Las fuerzas enemigas
La archifamosa XIV exposición de la Secesión, la llamada de Beethoven, proyectó una muestra de frescos de los artistas del grupo: Alfred Roller, Adolf Böhm y Josef Maria Auchentaller presentaron sus obras que se instalron a la altura a la que se colocan los frisos, justo bajo el techo. De todas las presentadas solo se conserva la de Gustav Klimt. Para tales obras se colocaron paredes provisionales de madera en las salas correspondientes, formadas por viguetas transversales fijadas en postes traseros y clavadas sobre esteras de caña que eran las superficies sobre las que se aplicó el revoque rugoso de yeso grisáceo extendido con espátula que constituyó la auténtica superficie de pintura. Los paneles para los murales medían 211 cm de altura. En resumen, la expo buscaba formas y contenidos modernos, pero los materiales y la ejecución de los artistas fueron clásicos. Teniendo en cuenta que de los 60 metros cuadrados que ocupaba la obra de Klimt más de la mitad estaba sin pintar, esto acentuaba considerablemente la crudeza de la base. Este sistema era ideal para el carácter provisional de la muestra, pero a la larga resultó perfecto para la conservación de la obra klimtiana.
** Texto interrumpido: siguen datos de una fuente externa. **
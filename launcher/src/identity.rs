// SPDX-FileCopyrightText: © 2025 Phala Network <dstack@phala.network>
//
// SPDX-License-Identifier: Apache-2.0

//! Principal identity tokens for the attestation exchange.
//!
//! Every attestation request carries the instance's own identity token plus
//! one impersonated token per configured service account, all bound to the
//! verifier-issued audience. Fetching is injected into the attestation agent
//! as a capability so the agent stays testable without the metadata service.

use anyhow::{Context, Result};
use async_trait::async_trait;
use serde::Deserialize;
use tracing::debug;

/// GCE metadata service base URL.
pub const METADATA_BASE_URL: &str = "http://metadata.google.internal/computeMetadata/v1";
/// IAM credentials API base URL for impersonated tokens.
pub const IAM_CREDENTIALS_BASE_URL: &str = "https://iamcredentials.googleapis.com";

/// Capability for fetching principal identity tokens bound to an audience.
#[async_trait]
pub trait PrincipalFetcher: Send + Sync {
    /// One instance identity token plus one impersonated token per
    /// configured service account. Fetching is sequential; the first
    /// failure aborts the attestation attempt.
    async fn fetch(&self, audience: &str) -> Result<Vec<Vec<u8>>>;
}

/// Source of OAuth2 access tokens for authenticated API calls.
#[async_trait]
pub trait AccessTokenSource: Send + Sync {
    async fn token(&self) -> Result<String>;
}

/// Access tokens of the VM's default service account, from the metadata
/// service.
pub struct MetadataTokenSource {
    http: reqwest::Client,
    base_url: String,
}

impl MetadataTokenSource {
    pub fn new() -> Self {
        Self::with_base_url(METADATA_BASE_URL)
    }

    pub fn with_base_url(base_url: &str) -> Self {
        Self {
            http: reqwest::Client::new(),
            base_url: base_url.trim_end_matches('/').to_string(),
        }
    }
}

impl Default for MetadataTokenSource {
    fn default() -> Self {
        Self::new()
    }
}

#[derive(Deserialize)]
struct AccessTokenResponse {
    access_token: String,
}

#[async_trait]
impl AccessTokenSource for MetadataTokenSource {
    async fn token(&self) -> Result<String> {
        let url = format!(
            "{}/instance/service-accounts/default/token",
            self.base_url
        );
        let response = self
            .http
            .get(&url)
            .header("Metadata-Flavor", "Google")
            .send()
            .await
            .context("failed to reach metadata server")?
            .error_for_status()
            .context("metadata server refused the token request")?;
        let token: AccessTokenResponse = response
            .json()
            .await
            .context("malformed access token response")?;
        Ok(token.access_token)
    }
}

/// Principal fetcher backed by the metadata service and the IAM credentials
/// API.
pub struct GcePrincipalFetcher {
    http: reqwest::Client,
    metadata_base_url: String,
    iam_base_url: String,
    impersonate_service_accounts: Vec<String>,
    token_source: std::sync::Arc<dyn AccessTokenSource>,
}

impl GcePrincipalFetcher {
    pub fn new(
        impersonate_service_accounts: Vec<String>,
        token_source: std::sync::Arc<dyn AccessTokenSource>,
    ) -> Self {
        Self {
            http: reqwest::Client::new(),
            metadata_base_url: METADATA_BASE_URL.to_string(),
            iam_base_url: IAM_CREDENTIALS_BASE_URL.to_string(),
            impersonate_service_accounts,
            token_source,
        }
    }

    async fn instance_identity_token(&self, audience: &str) -> Result<Vec<u8>> {
        let url = format!(
            "{}/instance/service-accounts/default/identity",
            self.metadata_base_url
        );
        let response = self
            .http
            .get(&url)
            .query(&[("audience", audience), ("format", "full")])
            .header("Metadata-Flavor", "Google")
            .send()
            .await
            .context("failed to reach metadata server")?
            .error_for_status()
            .context("metadata server refused the identity request")?;
        let token = response
            .text()
            .await
            .context("malformed identity token response")?;
        Ok(token.into_bytes())
    }

    async fn impersonated_token(&self, service_account: &str, audience: &str) -> Result<Vec<u8>> {
        #[derive(serde::Serialize)]
        #[serde(rename_all = "camelCase")]
        struct GenerateIdTokenRequest<'a> {
            audience: &'a str,
            include_email: bool,
        }

        #[derive(Deserialize)]
        struct GenerateIdTokenResponse {
            token: String,
        }

        let bearer = self.token_source.token().await?;
        let url = format!(
            "{}/v1/projects/-/serviceAccounts/{}:generateIdToken",
            self.iam_base_url, service_account
        );
        let response = self
            .http
            .post(&url)
            .bearer_auth(bearer)
            .json(&GenerateIdTokenRequest {
                audience,
                include_email: true,
            })
            .send()
            .await
            .context("failed to reach IAM credentials API")?
            .error_for_status()
            .with_context(|| format!("cannot impersonate {service_account}"))?;
        let token: GenerateIdTokenResponse = response
            .json()
            .await
            .context("malformed impersonated token response")?;
        Ok(token.token.into_bytes())
    }
}

#[async_trait]
impl PrincipalFetcher for GcePrincipalFetcher {
    async fn fetch(&self, audience: &str) -> Result<Vec<Vec<u8>>> {
        let mut tokens = vec![self.instance_identity_token(audience).await?];
        for service_account in &self.impersonate_service_accounts {
            debug!("fetching impersonated token for {service_account}");
            let token = self
                .impersonated_token(service_account, audience)
                .await
                .with_context(|| {
                    format!("failed to get impersonated token for {service_account}")
                })?;
            tokens.push(token);
        }
        Ok(tokens)
    }
}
La ejecución del friso de Klimt siguió su procedimiento clásico para este tipo de murales: realizó cientos de dibujos y bocetos preparatorios que se conservan, sin embargo los cartones que usó para pasar el diseño a la superficie final y calcar las cabezas y el coro se perdieron. Utilizaba un sistema de cuadrículas de 10 cm marcadas con carboncillo para transportar la obra -con lo sencillo que resulta en la actualidad usar un proyector-. Aplicaba dos o tres capas de pintura a la caseína, que daba un efecto mate sobre el enlucido seco y estaba perfectamente pensada para su uso efímero -lo habitual era usar óleo que resulta más perdurable-, y finalizaba perfilando con un pencil, excepto para las figuras de las coristas de la tercera pieza, que no fueron terminadas como el resto. Las ondinas que sobrevuelan la escena están repasadas con grafito en lugar de pincel. Para el acabado aplicaba una capa de cera de parafina a modo de aglutinante y conservante. En la primera sección del friso se aplicó un frotado tosco; en el segundo y el tercero parcialmente alisado, a excepción de algunas zonas ya mencionadas de este tercero que no se terminaron por falta de tiempo. El remache final de la obra son los añadidos ornamentales tan característicos de la obra klimtiana: las tachuelas de la armadura; los botones de nácar como los ojos del gitante Tifeo; las anillas de cortinas y trozos de espejo en la Poesía e Impudicia; la bisutería de cristal de colores en zonas como la empuñadura de la espada y los cinturones; y el oro en los cabellos y armaduras. A simple vista parece una obra apresurada, pero al apreciar el detalle se toma conciencia de la complejidad del trabajo.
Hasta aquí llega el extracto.